Lights for a 5ft tank
hi <<
Hi there. >> I have a 5ft, 70 cm deep marine tank and I was wondering
what would be the best MH for my tank (Kelvin, watts and how many) also
I would like to keeps anemones and soft corals
<< I'm unsure if you
meant 5ft deep or 5ft long. Anyway the depth of the tank is the most
important factor for this. I'll assume your tang is 70cm deep. I'd
probably go with two 250 watt halides, and also a couple VHO bulbs for
actinic light. Hope that helps. >>
thanks
<< Blundell >>
Wattage and Kelvin rating
So what would be the best lighting
only in MH for my 5ft L by 70cm H << I would probably go with two (or
three) metal halide bulbs.
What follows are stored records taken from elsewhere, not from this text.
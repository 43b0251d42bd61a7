//! Point-Region QuadTree
//!
//! Spatial index over star positions. Points live only in leaves; a node
//! holds either points or four children, never both. A leaf splits when it
//! exceeds [`NODE_CAPACITY`] and collapses back once all four children are
//! empty again.

use super::rect::Rect;
use super::vec2::Vec2;

/// Points a leaf holds before it subdivides.
pub const NODE_CAPACITY: usize = 4;

/// Depth at which leaves stop subdividing (coincident points pile up here).
pub const MAX_DEPTH: u8 = 16;

/// A quadtree keyed by point position.
#[derive(Debug, Clone)]
pub struct QuadTree<T> {
    root: Node<T>,
    len: usize,
}

#[derive(Debug, Clone)]
struct Node<T> {
    bounds: Rect,
    depth: u8,
    points: Vec<(Vec2, T)>,
    children: Option<Box<[Node<T>; 4]>>,
}

impl<T> Node<T> {
    fn leaf(bounds: Rect, depth: u8) -> Self {
        Self {
            bounds,
            depth,
            points: Vec::new(),
            children: None,
        }
    }

    /// Quadrant index for a point inside this node: NW, NE, SW, SE.
    #[inline]
    fn child_index(&self, p: Vec2) -> usize {
        let c = self.bounds.center();
        let east = (p.x >= c.x) as usize;
        let south = (p.y >= c.y) as usize;
        east + 2 * south
    }

    fn is_empty(&self) -> bool {
        self.points.is_empty() && self.children.is_none()
    }

    fn insert(&mut self, pos: Vec2, item: T) {
        let idx = self.child_index(pos);
        if let Some(children) = self.children.as_mut() {
            children[idx].insert(pos, item);
            return;
        }

        if self.points.len() < NODE_CAPACITY || self.depth >= MAX_DEPTH {
            self.points.push((pos, item));
            return;
        }

        self.subdivide();
        self.insert(pos, item);
    }

    fn subdivide(&mut self) {
        let [nw, ne, sw, se] = self.bounds.quadrants();
        let depth = self.depth + 1;
        let mut children = Box::new([
            Node::leaf(nw, depth),
            Node::leaf(ne, depth),
            Node::leaf(sw, depth),
            Node::leaf(se, depth),
        ]);

        let c = self.bounds.center();
        for (pos, item) in self.points.drain(..) {
            let idx = (pos.x >= c.x) as usize + 2 * (pos.y >= c.y) as usize;
            children[idx].insert(pos, item);
        }

        self.children = Some(children);
    }

    fn remove(&mut self, pos: Vec2, item: &T) -> Option<T>
    where
        T: PartialEq,
    {
        let idx = self.child_index(pos);
        match self.children.as_mut() {
            Some(children) => {
                let removed = children[idx].remove(pos, item);
                if removed.is_some() && children.iter().all(Node::is_empty) {
                    self.children = None;
                }
                removed
            }
            None => {
                let at = self
                    .points
                    .iter()
                    .position(|(p, t)| *p == pos && t == item)?;
                Some(self.points.swap_remove(at).1)
            }
        }
    }

    fn query<'a>(&'a self, range: &Rect, out: &mut Vec<(Vec2, &'a T)>) {
        if !self.bounds.intersects(range) {
            return;
        }
        for (p, t) in &self.points {
            if range.contains(*p) {
                out.push((*p, t));
            }
        }
        if let Some(children) = &self.children {
            for child in children.iter() {
                child.query(range, out);
            }
        }
    }

    fn count_nodes(&self) -> usize {
        1 + self
            .children
            .as_ref()
            .map(|c| c.iter().map(Node::count_nodes).sum())
            .unwrap_or(0)
    }
}

impl<T> QuadTree<T> {
    /// Create an empty tree covering `bounds`.
    pub fn new(bounds: Rect) -> Self {
        Self {
            root: Node::leaf(bounds, 0),
            len: 0,
        }
    }

    /// Region covered by the tree.
    pub fn bounds(&self) -> Rect {
        self.root.bounds
    }

    /// Number of stored points.
    pub fn len(&self) -> usize {
        self.len
    }

    /// Whether the tree holds no points.
    pub fn is_empty(&self) -> bool {
        self.len == 0
    }

    /// Number of nodes (leaves and internal). A fresh or fully drained tree has one.
    pub fn node_count(&self) -> usize {
        self.root.count_nodes()
    }

    /// Insert `item` at `pos`.
    ///
    /// Returns `false` (and drops nothing) when `pos` lies outside the tree bounds.
    pub fn insert(&mut self, pos: Vec2, item: T) -> bool {
        if !self.root.bounds.contains(pos) {
            return false;
        }
        self.root.insert(pos, item);
        self.len += 1;
        true
    }

    /// Remove `item` previously inserted at `pos`.
    pub fn remove(&mut self, pos: Vec2, item: &T) -> Option<T>
    where
        T: PartialEq,
    {
        if !self.root.bounds.contains(pos) {
            return None;
        }
        let removed = self.root.remove(pos, item);
        if removed.is_some() {
            self.len -= 1;
        }
        removed
    }

    /// All points inside `range` (closed), with their positions.
    pub fn query_range(&self, range: &Rect) -> Vec<(Vec2, &T)> {
        let mut out = Vec::new();
        self.root.query(range, &mut out);
        out
    }

    /// Closest item to `pos` by Manhattan distance, searching a square box
    /// of half-width `max_radius`.
    pub fn nearest(&self, pos: Vec2, max_radius: f32) -> Option<&T> {
        self.nearest_where(pos, max_radius, |_| true)
    }

    /// Like [`QuadTree::nearest`] but only considers items accepted by `filter`.
    pub fn nearest_where<F>(&self, pos: Vec2, max_radius: f32, mut filter: F) -> Option<&T>
    where
        F: FnMut(&T) -> bool,
    {
        self.query_range(&Rect::around(pos, max_radius))
            .into_iter()
            .filter(|(_, t)| filter(t))
            .map(|(p, t)| (p.manhattan(pos), t))
            .min_by(|a, b| a.0.total_cmp(&b.0))
            .map(|(_, t)| t)
    }

    /// Iterate all stored points in unspecified order.
    pub fn iter(&self) -> Iter<'_, T> {
        Iter {
            stack: vec![&self.root],
            current: [].iter(),
        }
    }
}

/// Depth-first iterator over a [`QuadTree`].
pub struct Iter<'a, T> {
    stack: Vec<&'a Node<T>>,
    current: std::slice::Iter<'a, (Vec2, T)>,
}

impl<'a, T> Iterator for Iter<'a, T> {
    type Item = (Vec2, &'a T);

    fn next(&mut self) -> Option<Self::Item> {
        loop {
            if let Some((p, t)) = self.current.next() {
                return Some((*p, t));
            }
            let node = self.stack.pop()?;
            self.current = node.points.iter();
            if let Some(children) = &node.children {
                self.stack.extend(children.iter());
            }
        }
    }
}

#[cfg(test)]
mod tests {
    use super::*;
    use proptest::prelude::*;

    fn world() -> Rect {
        Rect::new(-5.0, -5.0, 5.0, 5.0)
    }

    #[test]
    fn test_insert_outside_bounds_rejected() {
        let mut tree = QuadTree::new(world());
        assert!(!tree.insert(Vec2::new(6.0, 0.0), 1));
        assert!(tree.is_empty());
    }

    #[test]
    fn test_subdivides_past_capacity() {
        let mut tree = QuadTree::new(world());
        for i in 0..NODE_CAPACITY {
            tree.insert(Vec2::new(i as f32 * 0.5, 0.5), i);
        }
        assert_eq!(tree.node_count(), 1);

        tree.insert(Vec2::new(-3.0, -3.0), 99);
        assert_eq!(tree.node_count(), 5);
        assert_eq!(tree.len(), NODE_CAPACITY + 1);
    }

    #[test]
    fn test_remove_collapses_children() {
        let mut tree = QuadTree::new(world());
        let pts: Vec<_> = (0..10)
            .map(|i| Vec2::new(-4.0 + i as f32 * 0.8, 4.0 - i as f32 * 0.7))
            .collect();
        for (i, p) in pts.iter().enumerate() {
            assert!(tree.insert(*p, i));
        }
        assert!(tree.node_count() > 1);

        for (i, p) in pts.iter().enumerate() {
            assert_eq!(tree.remove(*p, &i), Some(i));
        }
        assert!(tree.is_empty());
        assert_eq!(tree.node_count(), 1);
    }

    #[test]
    fn test_remove_requires_matching_item() {
        let mut tree = QuadTree::new(world());
        tree.insert(Vec2::new(1.0, 1.0), 7);
        assert_eq!(tree.remove(Vec2::new(1.0, 1.0), &8), None);
        assert_eq!(tree.remove(Vec2::new(1.5, 1.0), &7), None);
        assert_eq!(tree.len(), 1);
    }

    #[test]
    fn test_range_query_prunes() {
        let mut tree = QuadTree::new(world());
        for i in 0..20 {
            tree.insert(Vec2::new(-4.5 + i as f32 * 0.45, 0.0), i);
        }
        let hits = tree.query_range(&Rect::new(-0.1, -0.1, 1.0, 0.1));
        let mut ids: Vec<i32> = hits.into_iter().map(|(_, t)| *t).collect();
        ids.sort();
        assert_eq!(ids, vec![10, 11, 12]);
    }

    #[test]
    fn test_nearest_uses_manhattan_within_box() {
        let mut tree = QuadTree::new(world());
        tree.insert(Vec2::new(0.2, 0.2), "diag");
        tree.insert(Vec2::new(0.3, 0.0), "axis");
        tree.insert(Vec2::new(3.0, 3.0), "far");

        assert_eq!(tree.nearest(Vec2::ZERO, 0.5), Some(&"axis"));
        assert_eq!(tree.nearest(Vec2::new(-4.0, -4.0), 0.5), None);
        assert_eq!(
            tree.nearest_where(Vec2::ZERO, 0.5, |t| *t != "axis"),
            Some(&"diag")
        );
    }

    #[test]
    fn test_coincident_points_stop_at_max_depth() {
        let mut tree = QuadTree::new(world());
        for i in 0..(NODE_CAPACITY * 3) {
            tree.insert(Vec2::new(1.0, 1.0), i);
        }
        assert_eq!(tree.len(), NODE_CAPACITY * 3);
        assert_eq!(tree.query_range(&Rect::around(Vec2::new(1.0, 1.0), 0.01)).len(), NODE_CAPACITY * 3);
    }

    #[test]
    fn test_iter_visits_everything() {
        let mut tree = QuadTree::new(world());
        for i in 0..50 {
            let f = i as f32;
            tree.insert(Vec2::new((f * 0.37) % 9.0 - 4.5, (f * 0.71) % 9.0 - 4.5), i);
        }
        let mut seen: Vec<i32> = tree.iter().map(|(_, t)| *t).collect();
        seen.sort();
        assert_eq!(seen, (0..50).collect::<Vec<_>>());
    }

    proptest! {
        #[test]
        fn prop_insert_remove_keeps_size_and_findability(
            pts in prop::collection::vec((-4.9f32..4.9, -4.9f32..4.9), 1..120),
            remove_ratio in 0.0f64..1.0,
        ) {
            let mut tree = QuadTree::new(world());
            for (i, (x, y)) in pts.iter().enumerate() {
                prop_assert!(tree.insert(Vec2::new(*x, *y), i));
            }

            let removals = ((pts.len() as f64) * remove_ratio) as usize;
            for (i, (x, y)) in pts.iter().enumerate().take(removals) {
                prop_assert_eq!(tree.remove(Vec2::new(*x, *y), &i), Some(i));
            }

            prop_assert_eq!(tree.len(), pts.len() - removals);

            for (i, (x, y)) in pts.iter().enumerate().skip(removals) {
                let p = Vec2::new(*x, *y);
                let found = tree
                    .query_range(&Rect::around(p, 0.001))
                    .into_iter()
                    .any(|(_, t)| *t == i);
                prop_assert!(found);
            }
        }
    }
}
Each bulb being 250 watts, 14k bulbs. That
is ideal for me. That opinion will change as new products come out, but
for now that is what I would use. >>
(KELVIN AND WATTS)
<< Blundell >>
How much light is too much
Hi Everyone
I purchased a dual 250 watt metal halide kit for my 110 gal. show tank
which is 31 in. tall. I got a great deal on a 157 gal tank and will be
setting it up instead. This tank is only 24 in. tall, is the 250 watt
5500K setup too much for it? <No, it is not too much for the corals but
I would change the bulbs to 10k instead of 5500k. 5500 is too much on
the yellow side and you will get more algae growth in the tank.> In
going to the new tank I will need to add 1 more light since the 110 was
4 ft long and the new tank is 7 ft long. Should I sell the 250 watt kit
and go with a triple 175 watt? <Proper light coverage is best. I would
recommend 3 MH bulbs or even 4 for a 7ft long tank.>
Thanks
Robert
<No Prob. MikeB.>
48" DE HQI setup (Like Aquaspacelight
setup)
<Hello, MikeB here.>
I currently have 55 gallon long
reef tank for 4 years. My setup is of the following
Since I have a
question on light I will describe detail 2x ARO elect ballast with PFO
pendant ICECAP 10k bulb and 2 x 54 watt T5 ATI Actinic bulbs they are
all in my 10" high Canopy with 2 icecap fans.<Ok, sounds good.>
Corals are growing fast and liked Icecap 10k bulbs but would like to add
more blue so I am thinking about putting one more 150watt HQI in the
middle (I have extra setup for one more 150watt HQI and do not want to
buy 250watt setup)
Putting 150watt in the middle is this bad idea? I
know there is a fixture from Aquaspacelight 2 - 250 watt HQI Metal
Halide with one single 150 watt 20K double ended metal halide mounted in
the center.<No, not a bad idea, just put your higher light corals
underneath the 150 watt bulb and your lower light corals to the outside
of the tank.>
I was thinking about putting 150watt HQI 20k Ushio in
the middle with 2 x 150watt HQI 10k icecap and 2 x 54 watt ATI actinic
bulbs.
Any recommendation?<Uh, 450 watts on a short tank is a
tremendous amount of light. It would make your tank look awkward in my
opinion. I would take the 20K bulb and put it in the middle with one
10K on each side.>
Tank: : 55gallon 48" length 13 deep TruVu
Filtration: Custom build sump 30x 11 x 16 (small refugium mangroves with
27 watts 64k)
Skimmer: AquaC Ev-90
Pump: Lifeguard 1140gph
external pump
Circulation: two 1/2 sea-swirl in the both comer
attached to Lifeguard 1140gph pump one Rio SEIO 620
Overflow: CPR
102DX 1400gph in the middle
Refugium: 10 gallon (20x10x16) custom
made above tank
refugium (CPR hang-on style) RIO 2100 from right
side of main tank to drop left side of main tank
Light: 2 x 150 watt
HQI 10k for main tank 2 54 watt T5 actinic
Chiller: CSL inline 1/4
HP Inline Chiller
Live Rock: 80lbs
Live sand: 70lbs in display
tank and 20lbs in above tank refugium and 10lbs in sump.
Corals:
Ricordeas, mushrooms, buttons, sun polyps, leathers, brains, hammer,
frogspawn, 2 squamosa, 3 maxima, 3 Crocea, Some SPS flags
Chris Kim
<Well you have enough filtration and I can see why the corals are doing
so well. Again, I wouldn't concentrate the light on one area of the
tank. Spread it out. MikeB.>
Re: 48" DE HQI setup (Like
Aquaspacelight setup)
Mike, thanks for your comment.<Sure, no
problem.>
I have current 2x 10k 150watt HQI located to cover 24"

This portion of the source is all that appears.